Akbar Ahmed tem dúvidas sobre essa explicação. "A política externa americana não tem nada a ver com pessoas a correr uma maratona. Eles dizerem "como não gostamos da política externa americana, vamos matar pessoas na maratona" não faz qualquer sentido", diz.

Mas Brian Levin, criminologista e director do Center for the Study of Hate & Extremism da California State University, sugere uma relação entre as duas coisas. "Vocês atacam a nossa gente, nós atacamos a vossa."

Não é a primeira vez que indivíduos sem um historial de violência e com uma longa experiência de vida nos Estados Unidos ou cidadania americana estão por detrás de actos de terrorismo: o planeado atentado no Metro de Nova Iorque em 2009, o tiroteio na base militar de Fort Hood, no Texas, no mesmo ano, e o ataque falhado a Times Square em 2010 são exemplos recentes.

"Os jihadistas dizem que, para se ser um bom muçulmano, não se pode ser mais nada.
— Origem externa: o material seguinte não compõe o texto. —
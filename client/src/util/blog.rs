//! Presentation helpers for blog listings.

#[cfg(test)]
#[path = "blog_test.rs"]
mod blog_test;

use crate::net::types::ApprovedBlog;

/// Longest preview kept before the ellipsis.
pub const PREVIEW_CHARS: usize = 100;

/// First sentence of `content`, cut to [`PREVIEW_CHARS`], always followed by
/// `...`.
pub fn content_preview(content: &str) -> String {
    let sentence = content.split('.').next().unwrap_or_default().trim();
    let mut preview: String = sentence.chars().take(PREVIEW_CHARS).collect();
    preview.push_str("...");
    preview
}

/// Distinct non-empty domains, compared case-insensitively with the first
/// spelling kept, sorted case-insensitively.
pub fn unique_domains(blogs: &[ApprovedBlog]) -> Vec<String> {
    let mut seen: Vec<(String, String)> = Vec::new();
    for blog in blogs {
        let domain = blog.domain.trim();
        if domain.is_empty() {
            continue;
        }
        let key = domain.to_lowercase();
        if !seen.iter().any(|(existing, _)| *existing == key) {
            seen.push((key, domain.to_owned()));
        }
    }
    seen.sort_by(|a, b| a.0.cmp(&b.0));
    seen.into_iter().map(|(_, domain)| domain).collect()
}

//! Landing page for role-guard rejections.

use leptos::prelude::*;

#[component]
pub fn NotAuthorizedPage() -> impl IntoView {
    view! {
        <div class="not-authorized">
            <h1>"Not authorized"</h1>
            <p>"Your account does not have access to that page."</p>
            <a href="/dashboard">"Back to dashboard"</a>
        </div>
    }
}
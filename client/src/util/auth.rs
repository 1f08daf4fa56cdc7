//! Route-guard decisions.
//!
//! SYSTEM CONTEXT
//! ==============
//! Guarded routes must agree on when to wait, redirect or render. The
//! decisions are plain functions of [`AuthState`] so `AuthGuard` and
//! `GuestGuard` stay thin and the rules are testable without a router.

#[cfg(test)]
#[path = "auth_test.rs"]
mod auth_test;

use crate::state::auth::AuthState;

pub const LOGIN_PATH: &str = "/login";
pub const SIGNUP_PATH: &str = "/signup";
pub const DASHBOARD_PATH: &str = "/dashboard";
pub const NOT_AUTHORIZED_PATH: &str = "/not-authorized";

#[derive(Clone, Copy, Debug, PartialEq, Eq)]
pub enum GuardDecision {
    /// Auth is still resolving; show a loader.
    Wait,
    /// Navigate away (with history replace) and render nothing.
    Redirect(&'static str),
    /// Render nothing and stay put.
    Blank,
    Render,
}

/// Decide what a protected route shows. An empty `allowed_roles` admits any
/// authenticated user.
pub fn auth_guard_decision(state: &AuthState, pathname: &str, allowed_roles: &[&str]) -> GuardDecision {
    if state.loading {
        return GuardDecision::Wait;
    }
    if !state.authenticated {
        if pathname == LOGIN_PATH || pathname == SIGNUP_PATH {
            return GuardDecision::Blank;
        }
        return GuardDecision::Redirect(LOGIN_PATH);
    }
    let Some(role) = state.role() else {
        return GuardDecision::Wait;
    };
    if !allowed_roles.is_empty() && !allowed_roles.contains(&role) {
        return GuardDecision::Redirect(NOT_AUTHORIZED_PATH);
    }
    GuardDecision::Render
}

/// Decide what a guest-only route (login, signup) shows.
pub fn guest_guard_decision(state: &AuthState) -> GuardDecision {
    if state.loading {
        GuardDecision::Wait
    } else if state.authenticated {
        GuardDecision::Redirect(DASHBOARD_PATH)
    } else {
        GuardDecision::Render
    }
}
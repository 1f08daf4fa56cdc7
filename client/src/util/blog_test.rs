use super::*;

fn approved(id: &str, domain: &str) -> ApprovedBlog {
    serde_json::from_value(serde_json::json!({ "_id": id, "title": id, "domain": domain })).unwrap()
}

#[test]
fn preview_keeps_first_sentence() {
    assert_eq!(content_preview("Rust is fast. It is also safe."), "Rust is fast...");
}

#[test]
fn preview_without_period_uses_whole_text() {
    assert_eq!(content_preview("No period here"), "No period here...");
    assert_eq!(content_preview(""), "...");
}

#[test]
fn preview_caps_long_sentences_at_char_boundary() {
    let long = "é".repeat(150);
    let preview = content_preview(&long);
    assert_eq!(preview.chars().count(), PREVIEW_CHARS + 3);
    assert!(preview.ends_with("..."));
}

#[test]
fn unique_domains_dedupes_case_insensitively_and_sorts() {
    let blogs = vec![
        approved("1", "Tech"),
        approved("2", "health"),
        approved("3", "tech"),
        approved("4", ""),
        approved("5", "Arts"),
    ];
    assert_eq!(unique_domains(&blogs), vec!["Arts", "health", "Tech"]);
}

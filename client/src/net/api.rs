//! REST client for the blog backend.
//!
//! Every backend call goes through [`ApiClient::request`], which attaches the
//! default headers (the bearer token once a session is established) and runs
//! the shared response interceptor.
//!
//! ERROR HANDLING
//! ==============
//! Non-2xx responses and transport failures collapse into a single
//! [`ApiError`] carrying one human-readable message. A 401 or 403 from any call
//! fires the unauthorized hook first, so the session is torn down no matter
//! which store issued the request. Nothing is retried.

#[cfg(test)]
#[path = "api_test.rs"]
mod api_test;

use std::collections::BTreeMap;
use std::sync::{Arc, Mutex, PoisonError};

use serde::Serialize;
use serde::de::DeserializeOwned;

use super::transport::{HttpRequest, Method, Transport};

pub const FALLBACK_ERROR_MESSAGE: &str = "Something went wrong";

/// Normalized failure of a backend call.
#[derive(Clone, Debug, PartialEq, Eq, thiserror::Error)]
#[error("{message}")]
pub struct ApiError {
    /// HTTP status, if a response arrived.
    pub status: Option<u16>,
    pub message: String,
}

impl ApiError {
    pub fn new(message: impl Into<String>) -> Self {
        Self { status: None, message: message.into() }
    }

    /// Build the error for a non-2xx response.
    pub fn from_response(status: u16, body: &str) -> Self {
        Self { status: Some(status), message: error_message(body) }
    }

    pub fn is_unauthorized(&self) -> bool {
        matches!(self.status, Some(401 | 403))
    }
}

/// Extract the user-facing message from an error body: a JSON `message`
/// string, a bare JSON string, or non-JSON text.
pub fn error_message(body: &str) -> String {
    let trimmed = body.trim();
    if trimmed.is_empty() {
        return FALLBACK_ERROR_MESSAGE.to_owned();
    }
    match serde_json::from_str::<serde_json::Value>(trimmed) {
        Ok(serde_json::Value::Object(map)) => match map.get("message") {
            Some(serde_json::Value::String(message)) if !message.is_empty() => message.clone(),
            _ => FALLBACK_ERROR_MESSAGE.to_owned(),
        },
        Ok(serde_json::Value::String(message)) if !message.is_empty() => message,
        Ok(_) => FALLBACK_ERROR_MESSAGE.to_owned(),
        Err(_) => trimmed.to_owned(),
    }
}

/// Headers attached to every outgoing request. Shared between the client and
/// token storage, which installs and removes the bearer token.
#[derive(Clone, Default)]
pub struct DefaultHeaders(Arc<Mutex<BTreeMap<String, String>>>);

impl DefaultHeaders {
    pub fn set_bearer(&self, token: &str) {
        self.lock().insert("Authorization".to_owned(), format!("Bearer {token}"));
    }

    pub fn clear_bearer(&self) {
        self.lock().remove("Authorization");
    }

    pub fn authorization(&self) -> Option<String> {
        self.lock().get("Authorization").cloned()
    }

    fn snapshot(&self) -> Vec<(String, String)> {
        self.lock().iter().map(|(k, v)| (k.clone(), v.clone())).collect()
    }

    fn lock(&self) -> std::sync::MutexGuard<'_, BTreeMap<String, String>> {
        self.0.lock().unwrap_or_else(PoisonError::into_inner)
    }
}

type UnauthorizedHook = Arc<dyn Fn() + Send + Sync>;

pub struct ApiClient {
    base_url: String,
    transport: Arc<dyn Transport>,
    headers: DefaultHeaders,
    on_unauthorized: Mutex<Option<UnauthorizedHook>>,
}

impl ApiClient {
    pub fn new(base_url: impl Into<String>, transport: Arc<dyn Transport>) -> Self {
        Self {
            base_url: base_url.into(),
            transport,
            headers: DefaultHeaders::default(),
            on_unauthorized: Mutex::new(None),
        }
    }

    pub fn default_headers(&self) -> DefaultHeaders {
        self.headers.clone()
    }

    /// Install the hook run on any 401/403 response. Replaces a previous hook.
    pub fn on_unauthorized(&self, hook: impl Fn() + Send + Sync + 'static) {
        *self.on_unauthorized.lock().unwrap_or_else(PoisonError::into_inner) = Some(Arc::new(hook));
    }

    pub fn url(&self, path: &str) -> String {
        endpoint_url(&self.base_url, path)
    }

    pub async fn get<T: DeserializeOwned>(&self, path: &str) -> Result<T, ApiError> {
        let body = self.request(Method::Get, path, None).await?;
        decode_body(&body)
    }

    pub async fn post<B: Serialize, T: DeserializeOwned>(&self, path: &str, payload: &B) -> Result<T, ApiError> {
        let body = self.request(Method::Post, path, Some(encode_body(payload)?)).await?;
        decode_body(&body)
    }

    pub async fn put<B: Serialize, T: DeserializeOwned>(&self, path: &str, payload: &B) -> Result<T, ApiError> {
        let body = self.request(Method::Put, path, Some(encode_body(payload)?)).await?;
        decode_body(&body)
    }

    /// Send one request and return the raw success body.
    pub async fn request(&self, method: Method, path: &str, body: Option<String>) -> Result<String, ApiError> {
        let mut headers = self.headers.snapshot();
        if body.is_some() {
            headers.push(("Content-Type".to_owned(), "application/json".to_owned()));
        }
        let request = HttpRequest { method, url: self.url(path), headers, body };

        let response = match self.transport.send(request).await {
            Ok(response) => response,
            Err(e) => {
                log::warn!("{} {path} failed: {e}", method.as_str());
                return Err(ApiError::new(FALLBACK_ERROR_MESSAGE));
            }
        };
        if response.is_success() {
            return Ok(response.body);
        }

        let err = ApiError::from_response(response.status, &response.body);
        log::warn!("{} {path} -> {}: {}", method.as_str(), response.status, err.message);
        if err.is_unauthorized() {
            self.fire_unauthorized();
        }
        Err(err)
    }

    fn fire_unauthorized(&self) {
        let hook = self.on_unauthorized.lock().unwrap_or_else(PoisonError::into_inner).clone();
        if let Some(hook) = hook {
            hook();
        }
    }
}

fn endpoint_url(base_url: &str, path: &str) -> String {
    format!("{}/{}", base_url.trim_end_matches('/'), path.trim_start_matches('/'))
}

fn encode_body<B: Serialize>(payload: &B) -> Result<String, ApiError> {
    serde_json::to_string(payload).map_err(|e| ApiError::new(format!("invalid request body: {e}")))
}

fn decode_body<T: DeserializeOwned>(body: &str) -> Result<T, ApiError> {
    let body = if body.trim().is_empty() { "null" } else { body };
    serde_json::from_str(body).map_err(|e| ApiError::new(format!("unexpected response: {e}")))
}
//! Process-wide state container.
//!
//! DESIGN
//! ======
//! Stores hold plain state behind a mutex and notify subscribers after every
//! change. The UI bridges a store into a Leptos signal with one subscription,
//! while the async store operations stay testable without a reactive runtime.
//! Listeners run after the lock is released, so they may read or even write
//! the store again.

#[cfg(test)]
#[path = "store_test.rs"]
mod store_test;

use std::sync::{Arc, Mutex, MutexGuard, PoisonError};

/// Handle returned by [`Store::subscribe`].
#[derive(Clone, Copy, Debug, PartialEq, Eq)]
pub struct SubscriptionId(u64);

type Listener<T> = Arc<dyn Fn(&T) + Send + Sync>;

struct Inner<T> {
    value: T,
    next_id: u64,
    listeners: Vec<(SubscriptionId, Listener<T>)>,
}

/// Shared, clonable handle to one piece of state.
pub struct Store<T> {
    inner: Arc<Mutex<Inner<T>>>,
}

impl<T> Clone for Store<T> {
    fn clone(&self) -> Self {
        Self { inner: self.inner.clone() }
    }
}

impl<T: Clone + Send + 'static> Store<T> {
    pub fn new(value: T) -> Self {
        Self { inner: Arc::new(Mutex::new(Inner { value, next_id: 1, listeners: Vec::new() })) }
    }

    /// Snapshot of the current value.
    pub fn get(&self) -> T {
        self.lock().value.clone()
    }

    /// Read through a borrow without cloning the whole value.
    pub fn with<R>(&self, f: impl FnOnce(&T) -> R) -> R {
        f(&self.lock().value)
    }

    pub fn set(&self, value: T) {
        self.update(|current| *current = value);
    }

    pub fn update(&self, f: impl FnOnce(&mut T)) {
        let (snapshot, listeners) = {
            let mut inner = self.lock();
            f(&mut inner.value);
            let listeners: Vec<Listener<T>> = inner.listeners.iter().map(|(_, l)| l.clone()).collect();
            (inner.value.clone(), listeners)
        };
        for listener in listeners {
            listener(&snapshot);
        }
    }

    pub fn subscribe(&self, listener: impl Fn(&T) + Send + Sync + 'static) -> SubscriptionId {
        let mut inner = self.lock();
        let id = SubscriptionId(inner.next_id);
        inner.next_id += 1;
        inner.listeners.push((id, Arc::new(listener)));
        id
    }

    pub fn unsubscribe(&self, id: SubscriptionId) {
        self.lock().listeners.retain(|(existing, _)| *existing != id);
    }

    fn lock(&self) -> MutexGuard<'_, Inner<T>> {
        self.inner.lock().unwrap_or_else(PoisonError::into_inner)
    }
}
Não se pode ser americano também, nem mesmo egípcio ou iraquiano. A identidade primordial e absoluta é ser muçulmano, apenas", diz Brian Fishman, autor de uma série de estudos sobre terrorismo e a Al-Qaeda na New America Foundation, um think tank de Washington.

A noção de uma identidade puramente islâmica pode ser muito atraente para alguém que sente um vazio e isso é geralmente um dos factores que faz com que as pessoas se voltem para o extremismo islâmico.
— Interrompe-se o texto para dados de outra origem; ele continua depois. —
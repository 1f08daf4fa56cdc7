//! Page modules for route-level screens.
//!
//! ARCHITECTURE
//! ============
//! Each page owns route-scoped orchestration and delegates rendering details
//! to `components`. Guards are applied in `app`, not inside the pages.

pub mod blogs;
pub mod dashboard;
pub mod login;
pub mod not_authorized;
pub mod pending_blogs;
pub mod profile;
pub mod signup;
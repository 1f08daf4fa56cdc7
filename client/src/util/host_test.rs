use super::*;

#[test]
fn memory_area_set_get_remove() {
    let area = MemoryArea::default();
    assert!(area.is_empty());
    area.set("accessToken", "abc");
    assert_eq!(area.get("accessToken"), Some("abc".to_owned()));
    area.set("accessToken", "def");
    assert_eq!(area.get("accessToken"), Some("def".to_owned()));
    assert_eq!(area.len(), 1);
    area.remove("accessToken");
    assert_eq!(area.get("accessToken"), None);
}

#[test]
fn memory_area_remove_missing_key_is_noop() {
    let area = MemoryArea::default();
    area.remove("nope");
    assert!(area.is_empty());
}

#[test]
fn headless_host_is_not_browser() {
    let host = Host::headless();
    assert_eq!(host.kind, HostKind::Headless);
    assert!(!host.is_browser());
}

#[cfg(not(feature = "hydrate"))]
#[test]
fn detect_without_hydrate_is_headless() {
    assert_eq!(Host::detect().kind, HostKind::Headless);
}

struct FixedClock(i64);

impl Clock for FixedClock {
    fn now_millis(&self) -> i64 {
        self.0
    }
}

#[test]
fn now_secs_truncates_millis() {
    assert_eq!(FixedClock(1_700_000_000_999).now_secs(), 1_700_000_000);
    assert_eq!(FixedClock(0).now_secs(), 0);
}

#[test]
fn system_clock_is_after_2020() {
    assert!(SystemClock.now_secs() > 1_577_836_800);
}

#[test]
fn inert_scheduler_never_runs_task() {
    let ran = std::sync::Arc::new(std::sync::atomic::AtomicBool::new(false));
    let flag = ran.clone();
    let id = InertScheduler.schedule(
        Duration::from_millis(0),
        Box::new(move || flag.store(true, std::sync::atomic::Ordering::SeqCst)),
    );
    InertScheduler.cancel(id);
    assert!(!ran.load(std::sync::atomic::Ordering::SeqCst));
}
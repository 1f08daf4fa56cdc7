//! Card for one approved post in the public listing.

use leptos::prelude::*;

use crate::net::types::ApprovedBlog;
use crate::util::blog::content_preview;

#[component]
pub fn BlogCard(blog: ApprovedBlog) -> impl IntoView {
    let href = format!("/blogs/{}", blog.id);
    let preview = content_preview(&blog.content);
    let views = format!("{} views", blog.viewcount);

    view! {
        <a class="blog-card" href=href>
            <span class="blog-card__domain">{blog.domain}</span>
            <span class="blog-card__topic">{blog.topic}</span>
            <h2 class="blog-card__title">{blog.title}</h2>
            <p class="blog-card__preview">{preview}</p>
            <span class="blog-card__meta">{views}</span>
        </a>
    }
}
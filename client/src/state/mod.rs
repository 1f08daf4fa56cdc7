//! Shared client-side state modules.
//!
//! DESIGN
//! ======
//! State is split by domain (`auth`, `blogs`, `notices`) on top of the
//! framework-free [`store::Store`] container, so stores run the same under
//! tests, SSR and hydration. Components bridge them into signals in `app`.

pub mod auth;
pub mod blogs;
pub mod notices;
pub mod store;
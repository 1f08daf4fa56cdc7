//! Form validation shared by the login, signup and profile pages.
//!
//! Each check returns the message shown to the user on failure, so pages can
//! push it straight into a notice.

#[cfg(test)]
#[path = "validation_test.rs"]
mod validation_test;

pub const MIN_PASSWORD_LEN: usize = 6;

/// Loose shape check: `local@domain.tld`, no whitespace, exactly one `@`.
pub fn is_valid_email(email: &str) -> bool {
    if email.chars().any(char::is_whitespace) {
        return false;
    }
    let Some((local, domain)) = email.split_once('@') else {
        return false;
    };
    if local.is_empty() || domain.contains('@') {
        return false;
    }
    domain
        .char_indices()
        .any(|(i, c)| c == '.' && i > 0 && i + 1 < domain.len())
}

pub fn check_email(email: &str) -> Result<(), &'static str> {
    if is_valid_email(email.trim()) {
        Ok(())
    } else {
        Err("Please enter a valid email address.")
    }
}

pub fn check_passwords_match(password: &str, confirm: &str) -> Result<(), &'static str> {
    if password == confirm { Ok(()) } else { Err("Passwords do not match") }
}

pub fn check_password_length(password: &str) -> Result<(), &'static str> {
    if password.chars().count() >= MIN_PASSWORD_LEN {
        Ok(())
    } else {
        Err("Password must be at least 6 characters")
    }
}

pub fn check_username(username: &str) -> Result<(), &'static str> {
    if username.trim().is_empty() { Err("Username cannot be empty") } else { Ok(()) }
}

/// Signup form: username, email shape, then the password pair.
pub fn validate_signup(username: &str, email: &str, password: &str, confirm: &str) -> Result<(), &'static str> {
    check_username(username)?;
    check_email(email)?;
    check_passwords_match(password, confirm)?;
    check_password_length(password)
}

/// Profile password change. Both new fields are required.
pub fn validate_password_change(current: &str, new: &str, confirm: &str) -> Result<(), &'static str> {
    if current.is_empty() {
        return Err("Current password is required");
    }
    if new.is_empty() || confirm.is_empty() {
        return Err("New password and confirmation are required");
    }
    check_passwords_match(new, confirm)?;
    check_password_length(new)
}
//! Bearer-token session plumbing.
//!
//! SYSTEM CONTEXT
//! ==============
//! `token` decodes payload claims, `storage` keeps the token in exactly one
//! browser storage area, and `controller` ties both to the expiry timer. The
//! auth store is the only caller.

pub mod controller;
pub mod storage;
pub mod token;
Muitas vezes, nota Brian Fishman, também existe o sentimento de culpa por terem uma vida confortável nos EUA enquanto os seus familiares vivem em circunstâncias diferentes, normalmente mais duras, num lugar distante. Se se juntar a isso factores pessoais, eis todos os ingredientes habituais numa receita de radicalização islâmica. "Normalmente, é uma combinação dessas três coisas, mas a quantidade de cada é difícil de estabelecer e difere de indivíduo para indivíduo", nota Brian Fishman.

Alienados da sociedade
Mesmo entre os dois irmãos Tsarnaev o caminho para o extremismo pode ter sido diferente. Os amigos do mais novo mostraram-se incrédulos quanto ao seu eventual envolvimento nos atentados por parecer incompatível com a sua personalidade: Dzhokhar, descrevem, é sociável, calmo, tão americano como qualquer um deles... Uma das teorias que ganhou forma nos últimos dias é a de o Tsarnaev mais novo ter sido influenciado ou mesmo arrastado pelo irmão mais velho.

Podem existir dinâmicas diferentes dentro do mesmo grupo de extremistas, diz Brian Fishman. "Alguns são verdadeiros ideólogos; alguns são pessoas com pouca vontade própria que são conduzidas por esse ideólogo; alguns estão interessados mas não sabem o que estão a fazer ou estão aborrecidos e precisam de liderança. Nem toda a gente no grupo terá o mesmo percurso."

Philip Mudd, antigo vice-director do Centro Contra-terrorista da CIA, dizia há dias, na CNN, que os atentados de Boston tanto evocam o terrorismo da Al-Qaeda como o tiroteio no liceu de Columbine em 1999.

"A questão é porque é que, subitamente, jovens alienados cometem actos de inexplicável violência que ninguém podia antecipar no seu carácter?", resume Philip Kasinitiz ao PÚBLICO. "Os rapazes por detrás do tiroteio em Columbine também se sentiam deslocados e alienados da sociedade. É verdade que Tamerlan Tsarnaev parecia sentir-se profundamente alienado pela sociedade americana e terá encontrado uma ideologia para abrigar essa violência. Mas isso não quer dizer que essa ideologia o tenha inspirado", diz o sociólogo.

"Não sabemos. Não parece que ele tenha tido qualquer ligação directa com radicais islamistas para além do facto de os admirar e ter dito algumas coisas no Facebook. Portanto, como é que isso é diferente de alguém que decide matar uma série de pessoas porque a música do Marilyn Manson lhe está a dizer para fazer isso? Como é que isso é diferente de qualquer outro adolescente alienado que comete um acto de violência inexplicável?"